Closed rounak610 closed 7 months ago

rounak610 commented 1 year ago

How to get the response from vLLM in a proper JSON format. Does vLLM support outlines, guidance or jsonformer libraries?

viktor-ferenczi commented 1 year ago

Indeed supporting guided generation would be more efficient, but I don't see adding support for any of the libraries you mentioned on the Roadmap.

Some workarounds until then

viktor-ferenczi commented 1 year ago

I think the best may be to add support (API) for the integration of guidance libraries, then provide an adapter for each of the popular libraries separately.

@WoosukKwon What do you think?

viktor-ferenczi commented 1 year ago

Related to #535

viktor-ferenczi commented 1 year ago

Mostly the same as #288

noamgat commented 1 year ago

LM Format Enforcer is a library that achieves this and supports vLLM. There is already a sample notebook showing vLLM integration. It currently uses monkeypatching, that will be removed when the next vLLM version with the logits processing API will be released.

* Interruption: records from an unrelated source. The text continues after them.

use logos::Logos;

use crate::error::ParseError;

/// Represents a lexical token in the source input.
/// A token is a minimal but meaningful unit of text produced by the lexer.
/// This enum defines all recognized tokens in the language.
///
/// Operators are matched longest spelling first, so `>=` never lexes as `>`
/// followed by `=`, and `}}` always closes a block rather than two calls.
#[derive(Logos, Debug, PartialEq, Eq, Clone)]
#[logos(extras = LexerExtras)]
#[logos(skip r"[ \t\r\f]+")]
pub enum Token {
    /// Integer literal tokens, such as `42`.
    #[regex(r"[0-9]+", parse_integer)]
    Integer(i64),
    /// String literal tokens, such as `"hello"` or `'hello'`. The content is
    /// taken literally; there are no escapes.
    #[regex(r#""[^"]*""#, parse_string)]
    #[regex(r"'[^']*'", parse_string)]
    Str(String),
    /// Identifier tokens: a run of lowercase letters such as `count`.
    #[regex(r"[a-z]+", |lex| lex.slice().to_string())]
    Identifier(String),
    /// `:-`
    #[token(":-")]
    Assign,
    /// `:{`
    #[token(":{")]
    CallStart,
    /// `}`
    #[token("}")]
    CallEnd,
    /// `{{`
    #[token("{{")]
    BlockStart,
    /// `}}`
    #[token("}}")]
    BlockEnd,
    /// `=>`
    #[token("=>")]
    Then,
    /// `!!`
    #[token("!!")]
    Else,
    /// `||`
    #[token("||")]
    Or,
    /// `&&`
    #[token("&&")]
    And,
    /// `$`
    #[token("$")]
    Xor,
    /// `~`
    #[token("~")]
    Not,
    /// `>=`
    #[token(">=")]
    GreaterEqual,
    /// `<=`
    #[token("<=")]
    LessEqual,
    /// `>`
    #[token(">")]
    Greater,
    /// `<`
    #[token("<")]
    Less,
    /// `=`
    #[token("=")]
    Equals,
    /// `+`
    #[token("+")]
    Plus,
    /// `-`
    #[token("-")]
    Minus,
    /// `*`
    #[token("*")]
    Star,
    /// `/`
    #[token("/")]
    Slash,
    /// `^`
    #[token("^")]
    Caret,
    /// `(`
    #[token("(")]
    LParen,
    /// `)`
    #[token(")")]
    RParen,
    /// `.` terminates a line inside a block.
    #[token(".")]
    Dot,
    /// `;` separates call arguments.
    #[token(";")]
    Semicolon,
    /// Internal: the newline rule only advances the line counter and then
    /// skips, so this variant never appears in the token stream.
    #[doc(hidden)]
    #[token("\n", |lex| {
        lex.extras.line += 1;
        logos::Skip
    })]
    NewLine,
    /// End of input. Never produced by logos itself; [`Tokenizer`] appends it
    /// once the source is exhausted.
    Eof,
}

/// Additional information carried by the lexer during tokenization.
///
/// Tracks the current line number for error reporting and diagnostics.
#[derive(Default)]
pub struct LexerExtras {
    /// The current line number in the source being tokenized.
    pub line: usize,
}

/// A token paired with the line it starts on.
pub type Spanned = (Token, usize);

/// Lazily tokenizes a source string.
///
/// Yields `Ok((token, line))` for every token, then a single
/// [`Token::Eof`], then `None`. The first lexical error is yielded as `Err`
/// and ends the sequence: an unmatched character is never skipped.
///
/// # Example
/// ```
/// use sapphire::interpreter::lexer::{Token, Tokenizer};
///
/// let tokens: Vec<Token> = Tokenizer::new("x :- 5").map(|t| t.unwrap().0).collect();
///
/// assert_eq!(tokens,
///            vec![Token::Identifier("x".into()), Token::Assign, Token::Integer(5), Token::Eof]);
/// ```
pub struct Tokenizer<'src> {
    lexer:    logos::Lexer<'src, Token>,
    finished: bool,
}

impl<'src> Tokenizer<'src> {
    /// Creates a tokenizer positioned at the start of `source`, on line 1.
    #[must_use]
    pub fn new(source: &'src str) -> Self {
        Self { lexer:    Token::lexer_with_extras(source, LexerExtras { line: 1 }),
               finished: false, }
    }

    fn lexical_error(&self) -> ParseError {
        let text = self.lexer.slice();
        let line = self.lexer.extras.line;

        if text.starts_with(['"', '\'']) {
            ParseError::UnterminatedString { line }
        } else if !text.is_empty() && text.bytes().all(|b| b.is_ascii_digit()) {
            ParseError::LiteralTooLarge { line }
        } else {
            ParseError::UnrecognizedInput { text: text.to_string(),
                                            line }
        }
    }
}

impl Iterator for Tokenizer<'_> {
    type Item = Result<Spanned, ParseError>;

    fn next(&mut self) -> Option<Self::Item> {
        if self.finished {
            return None;
        }

        match self.lexer.next() {
            Some(Ok(token)) => {
                let line = self.lexer.extras.line;
                // String literals may span lines.
                self.lexer.extras.line += self.lexer.slice().matches('\n').count();
                Some(Ok((token, line)))
            },
            Some(Err(())) => {
                self.finished = true;
                Some(Err(self.lexical_error()))
            },
            None => {
                self.finished = true;
                Some(Ok((Token::Eof, self.lexer.extras.line)))
            },
        }
    }
}

/// Tokenizes a whole source string.
///
/// The returned vector always ends with [`Token::Eof`].
///
/// # Errors
/// Returns the first lexical error: an unrecognized character, an unterminated
/// string, or an integer literal that does not fit in an `i64`.
pub fn tokenize(source: &str) -> Result<Vec<Spanned>, ParseError> {
    Tokenizer::new(source).collect()
}

/// Parses an integer literal from the current token slice.
///
/// Returns `None` when the digits do not fit in an `i64`, which logos turns
/// into a lexical error.
fn parse_integer(lex: &logos::Lexer<Token>) -> Option<i64> {
    lex.slice().parse().ok()
}

/// Strips the surrounding quote characters from a string literal.
fn parse_string(lex: &logos::Lexer<Token>) -> String {
    let slice = lex.slice();
    slice[1..slice.len() - 1].to_string()
}

impl std::fmt::Display for Token {
    fn fmt(&self, f: &mut std::fmt::Formatter<'_>) -> std::fmt::Result {
        let spelling = match self {
            Self::Integer(n) => return write!(f, "number {n}"),
            Self::Str(s) => return write!(f, "string \"{s}\""),
            Self::Identifier(name) => return write!(f, "identifier '{name}'"),
            Self::Eof => return write!(f, "end of input"),
            Self::NewLine => "\\n",
            Self::Assign => ":-",
            Self::CallStart => ":{",
            Self::CallEnd => "}",
            Self::BlockStart => "{{",
            Self::BlockEnd => "}}",
            Self::Then => "=>",
            Self::Else => "!!",
            Self::Or => "||",
            Self::And => "&&",
            Self::Xor => "$",
            Self::Not => "~",
            Self::GreaterEqual => ">=",
            Self::LessEqual => "<=",
            Self::Greater => ">",
            Self::Less => "<",
            Self::Equals => "=",
            Self::Plus => "+",
            Self::Minus => "-",
            Self::Star => "*",
            Self::Slash => "/",
            Self::Caret => "^",
            Self::LParen => "(",
            Self::RParen => ")",
            Self::Dot => ".",
            Self::Semicolon => ";",
        };
        write!(f, "'{spelling}'")
    }
}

(Disclosure: I am the author of the library) (Later edit - the version was released, and the example no longer uses monkeypatching)

arshadshk commented 11 months ago

@noamgat does LM Format Enforcer support api access to vllm ?

noamgat commented 11 months ago

@noamgat does LM Format Enforcer support api access to vllm ?

With LM Format Enforcer its the other way around - it integrates into the inference engine's pipeline. So if you have existing vLLM code, its easy to plug LMFE into it.

vLLM example notebook

wdhitchc commented 11 months ago

@noamgat

since its not an integration with the VLLM Server though, I cant just have an LLM deployment use the format enforcer against that, I need to have the model loaded locally/ in the sample place as the format enforcer code....

noamgat commented 11 months ago

Yes, this is a known issue. In order to solve it, we would need to be able to pass "logits processor instructions" in the network request of VLLM server. I proposed something similar to huggingface-inference-server in this draft PR meant for discussion, but did not get a response from the team yet so I didn't proceed with it.

If vLLM would be interested in adopting a similar solution, it would cause the LMFE to also work with server / multi GPU deployments.

viktor-ferenczi commented 11 months ago

That would be nice. Support should be added for LMQL as well, I think.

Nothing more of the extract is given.